Seeing the forest through the trees: a traders view of Charlie Munger and hydrocarbons

     Years ago in the mid  1990's I was managing some derivative  traders on the American Stock Exchange and monitoring their risk . I those days there was an advantage to physical proximity to the Specialist and order flow that arrived ata certain physical spot every day. Traders stood in pits. Just like in any walk of life they often chatted even though they were most likely competitors and discussed all kinds of things usually having to do with the companies traded in their pit.
    Traders are a very different type of person. Usually self confident and independent thinkers and well educated either in the games world or at Universities..The majority of our traders were trained by us and recruited from Wharton, Columbia , Chicago and NYU. My current partner was MIT. I was lowly UConn. only a few of the traders we had did not excel at games playing and loved to think several moves ahead. Whether it was our Bridge players, Backgammon, poker or chess these games players love to figure things out. It was their strength and also their weakness.

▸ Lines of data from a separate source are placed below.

//! Plate corner geometry
//!
//! Canonical ordering and validation of the four corner points that
//! delimit a plate in the source image.

use serde::{Deserialize, Serialize};

use crate::error::{PlateError, Result};

/// Fraction of the bounding-box area a quadrilateral must exceed
const MIN_AREA_FRACTION: f64 = 1e-3;

/// Image coordinate, row 0 at the top
#[derive(Debug, Clone, Copy, PartialEq, Serialize, Deserialize)]
pub struct Point2D {
    pub x: f64,
    pub y: f64,
}

impl Point2D {
    pub fn new(x: f64, y: f64) -> Self {
        Self { x, y }
    }

    /// Euclidean distance to another point
    pub fn distance(&self, other: &Point2D) -> f64 {
        (self.x - other.x).hypot(self.y - other.y)
    }
}

impl From<(f64, f64)> for Point2D {
    fn from((x, y): (f64, f64)) -> Self {
        Self { x, y }
    }
}

/// Four corners in canonical order: top-left, top-right, bottom-right, bottom-left
#[derive(Debug, Clone, Copy, PartialEq)]
pub struct Quadrilateral {
    corners: [Point2D; 4],
}

impl Quadrilateral {
    /// Order four points and reject degenerate input.
    ///
    /// Ordering is always re-derived from the points, even when the caller
    /// already supplied them in canonical order. Top-left has the smallest
    /// `x + y`, bottom-right the largest; top-right has the smallest `y - x`
    /// and bottom-left the largest.
    pub fn from_points(points: [Point2D; 4]) -> Result<Self> {
        if points.iter().any(|p| !p.x.is_finite() || !p.y.is_finite()) {
            return Err(PlateError::DegenerateGeometry(
                "corner coordinates must be finite".to_string(),
            ));
        }

        let sums = points.map(|p| p.x + p.y);
        let diffs = points.map(|p| p.y - p.x);

        let top_left = argmin(&sums);
        let bottom_right = argmax(&sums);
        let top_right = argmin(&diffs);
        let bottom_left = argmax(&diffs);

        let picked = [top_left, top_right, bottom_right, bottom_left];
        for i in 0..4 {
            for j in (i + 1)..4 {
                if picked[i] == picked[j] {
                    return Err(PlateError::DegenerateGeometry(format!(
                        "point {} claimed by two corners",
                        picked[i]
                    )));
                }
            }
        }

        let quad = Self {
            corners: picked.map(|i| points[i]),
        };
        quad.validate()?;
        Ok(quad)
    }

    /// Convenience for `(x, y)` tuples
    pub fn from_tuples(points: [(f64, f64); 4]) -> Result<Self> {
        Self::from_points(points.map(Point2D::from))
    }

    fn validate(&self) -> Result<()> {
        let bbox_area = self.bounding_box_area();
        let min_area = bbox_area * MIN_AREA_FRACTION;
        if bbox_area <= 0.0 {
            return Err(PlateError::DegenerateGeometry(
                "corners have an empty bounding box".to_string(),
            ));
        }

        // Every consecutive triple must turn; 0.5 * |cross| is the triangle area
        for i in 0..4 {
            let a = self.corners[i];
            let b = self.corners[(i + 1) % 4];
            let c = self.corners[(i + 2) % 4];
            let cross = (b.x - a.x) * (c.y - b.y) - (b.y - a.y) * (c.x - b.x);
            if 0.5 * cross.abs() <= min_area {
                return Err(PlateError::DegenerateGeometry(format!(
                    "corners {}, {} and {} are collinear",
                    i,
                    (i + 1) % 4,
                    (i + 2) % 4
                )));
            }
        }

        let area = self.signed_area();
        if area <= min_area {
            return Err(PlateError::DegenerateGeometry(format!(
                "enclosed area {:.3} below minimum {:.3}",
                area, min_area
            )));
        }

        Ok(())
    }

    /// Corners as `[tl, tr, br, bl]`
    pub fn corners(&self) -> &[Point2D; 4] {
        &self.corners
    }

    pub fn top_left(&self) -> Point2D {
        self.corners[0]
    }

    pub fn top_right(&self) -> Point2D {
        self.corners[1]
    }

    pub fn bottom_right(&self) -> Point2D {
        self.corners[2]
    }

    pub fn bottom_left(&self) -> Point2D {
        self.corners[3]
    }

    /// Shoelace area; positive for clockwise order in image coordinates
    pub fn signed_area(&self) -> f64 {
        let mut twice = 0.0;
        for i in 0..4 {
            let p = self.corners[i];
            let q = self.corners[(i + 1) % 4];
            twice += p.x * q.y - q.x * p.y;
        }
        twice / 2.0
    }

    fn bounding_box_area(&self) -> f64 {
        let min_x = self.corners.iter().map(|p| p.x).fold(f64::INFINITY, f64::min);
        let min_y = self.corners.iter().map(|p| p.y).fold(f64::INFINITY, f64::min);
        let max_x = self.corners.iter().map(|p| p.x).fold(f64::NEG_INFINITY, f64::max);
        let max_y = self.corners.iter().map(|p| p.y).fold(f64::NEG_INFINITY, f64::max);
        (max_x - min_x) * (max_y - min_y)
    }

    /// Mean length of the top and bottom edges
    pub fn mean_width(&self) -> f64 {
        let top = self.top_left().distance(&self.top_right());
        let bottom = self.bottom_left().distance(&self.bottom_right());
        (top + bottom) / 2.0
    }

    /// Mean length of the left and right edges
    pub fn mean_height(&self) -> f64 {
        let left = self.top_left().distance(&self.bottom_left());
        let right = self.top_right().distance(&self.bottom_right());
        (left + right) / 2.0
    }
}

/// Corners of an axis-aligned detector box `(x1, y1, x2, y2)`
pub fn corners_from_box(x1: f64, y1: f64, x2: f64, y2: f64) -> [Point2D; 4] {
    [
        Point2D::new(x1, y1),
        Point2D::new(x2, y1),
        Point2D::new(x2, y2),
        Point2D::new(x1, y2),
    ]
}

fn argmin(values: &[f64; 4]) -> usize {
    let mut best = 0;
    for i in 1..4 {
        if values[i] < values[best] {
            best = i;
        }
    }
    best
}

fn argmax(values: &[f64; 4]) -> usize {
    let mut best = 0;
    for i in 1..4 {
        if values[i] > values[best] {
            best = i;
        }
    }
    best
}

     You see sometimes these traders , more than sometimes in fact, they got side tracked with
over-thinking a situation. A recent article in Seeking Alpha reminded me of an incident in American Airlines where I had financed a trader.

      There aren't many people smarter than Charlie Munger  so when he goes on a rant like he did recently and he clearly has a different than consensus viewpoint, its definitely worth the time to try to understand his thought process. This was exactly the kind of article that appeared in the mid 1990's and was being discussed among the half dozen or so regulars in the AMR pit. The discussion was so lively that the traders had decided and apparently they weren't alone, that oil prices could have a dramatic impact on American Airlines profitability. In this particular case concern was if oil is up then  AMR  would go down. For many reasons this was a more tenuous relationship than the traders believed.These guys were skilled in identifying "mispriced options" and  not so skilled in being securities analysts. But they were all so bright they quickly grasped many concepts and soon could repeat leading analysts research opinions verbatim. This,as would often happen on the floor, morphed into group analysis and group think.
     One morning my trader came to me worried about the exposure he had being:" net short some puts" in AMR and it was his opinion that middle east tensions could cause oil prices to rise and anyway the trend in oil prices was clearly up in his opinion. It turns out the whole crowd felt that way. But I was amazed to find out that not even a single trader in that crowd had thought to buy oil as a hedge,. They had each developed theories and interrelationships having to do with other airlines or Gold or AMR weighting in indices , all of which were ok and reasonable, but it stuck me that some of the smartest people i knew couldn't see the easiest path and the simplest hedge. The one thing they could come to complete consensus on was that oil was going higher yet none of them bought oil.From the article above I got the impression that all i needed to do was buy oil with my dollars, because over the long term the dollar value of oil is going up.The Author and Mr Munger are both quite smart but I wonder if they actually own oil? and if not what do they think is better?